Saved data entries
#####
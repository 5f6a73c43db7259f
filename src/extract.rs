//! Page retrieval and element extraction.
//!
//! Collection is separated from evaluation: a [`Fetcher`] retrieves raw HTML,
//! a [`Page`] answers element queries over the parsed document, and the
//! checks in [`crate::checks`] stay pure over what was extracted.

/// The [`Fetcher`] trait and its blocking HTTP implementation.
pub mod fetch;
/// Parsed pages and selector-based extraction.
pub mod page;

pub use fetch::{FetchError, Fetcher, HttpFetcher};
pub use page::{CurrencyOption, ImageElement, Page, ScriptData};
//! Extraction of the embedded `ScriptData` page metadata.

use crate::{extract::Page, report::TestRecord};

/// Scrapes the inline `ScriptData` blocks and records what was found.
///
/// Passes iff at least one field could be extracted; the comments list every
/// extracted field so the record doubles as the scraped dataset.
#[must_use]
pub fn run(page: &Page) -> Vec<TestRecord> {
    let data = page.script_data();
    let target = page.url().as_str();

    if data.is_empty() {
        return vec![TestRecord::new(
            target,
            "Script Data Extraction",
            false,
            "No ScriptData block found",
        )];
    }

    let fields = [
        ("SiteUrl", &data.site_url),
        ("SiteName", &data.site_name),
        ("Browser", &data.browser),
        ("CountryCode", &data.country_code),
        ("IP", &data.ip),
        ("CampaignId", &data.campaign_id),
    ];
    let comments = fields
        .iter()
        .filter_map(|(key, value)| value.as_ref().map(|value| format!("{key}={value}")))
        .collect::<Vec<_>>()
        .join("; ");

    vec![TestRecord::new(
        target,
        "Script Data Extraction",
        true,
        comments,
    )]
}
use std::process;

use clap::Parser;
use siteaudit::{Config, checks::currency};
use tracing::instrument;
use url::Url;

#[derive(Debug, Parser)]
#[command(about = "Check the currency widget and displayed price")]
pub struct Command {
    /// Audit this URL instead of the configured target
    #[arg(long, value_name = "URL")]
    url: Option<Url>,
}

impl Command {
    #[instrument(level = "debug", skip(self, config))]
    pub fn run(self, mut config: Config) -> anyhow::Result<()> {
        let (page, _fetcher) = super::fetch_page(&mut config, self.url)?;

        let records = currency::run(&page);
        super::print_records(&records);

        if super::summarize(&records) > 0 {
            process::exit(2);
        }

        Ok(())
    }
}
#####
* [PROBLEM STATEMENT]: The answer must be an exact copy of every record above.

* [EXERCISE RESPONSE]:
repository 5f6a73c43db7259f
filename src/extract.rs
//! Page retrieval and element extraction.
//!
//! Collection is separated from evaluation: a [`Fetcher`] retrieves raw HTML,
//! a [`Page`] answers element queries over the parsed document, and the
//! checks in [`crate::checks`] stay pure over what was extracted.

/// The [`Fetcher`] trait and its blocking HTTP implementation.
pub mod fetch;
/// Parsed pages and selector-based extraction.
pub mod page;

pub use fetch::{FetchError, Fetcher, HttpFetcher};
pub use page::{CurrencyOption, ImageElement, Page, ScriptData};
//! Extraction of the embedded `ScriptData` page metadata.

use crate::{extract::Page, report::TestRecord};

/// Scrapes the inline `ScriptData` blocks and records what was found.
///
/// Passes iff at least one field could be extracted; the comments list every
/// extracted field so the record doubles as the scraped dataset.
#[must_use]
pub fn run(page: &Page) -> Vec<TestRecord> {
    let data = page.script_data();
    let target = page.url().as_str();

    if data.is_empty() {
        return vec![TestRecord::new(
            target,
            "Script Data Extraction",
            false,
            "No ScriptData block found",
        )];
    }

    let fields = [
        ("SiteUrl", &data.site_url),
        ("SiteName", &data.site_name),
        ("Browser", &data.browser),
        ("CountryCode", &data.country_code),
        ("IP", &data.ip),
        ("CampaignId", &data.campaign_id),
    ];
    let comments = fields
        .iter()
        .filter_map(|(key, value)| value.as_ref().map(|value| format!("{key}={value}")))
        .collect::<Vec<_>>()
        .join("; ");

    vec![TestRecord::new(
        target,
        "Script Data Extraction",
        true,
        comments,
    )]
}
use std::process;

use clap::Parser;
use siteaudit::{Config, checks::currency};
use tracing::instrument;
use url::Url;

#[derive(Debug, Parser)]
#[command(about = "Check the currency widget and displayed price")]
pub struct Command {
    /// Audit this URL instead of the configured target
    #[arg(long, value_name = "URL")]
    url: Option<Url>,
}

impl Command {
    #[instrument(level = "debug", skip(self, config))]
    pub fn run(self, mut config: Config) -> anyhow::Result<()> {
        let (page, _fetcher) = super::fetch_page(&mut config, self.url)?;

        let records = currency::run(&page);
        super::print_records(&records);

        if super::summarize(&records) > 0 {
            process::exit(2);
        }

        Ok(())
    }
}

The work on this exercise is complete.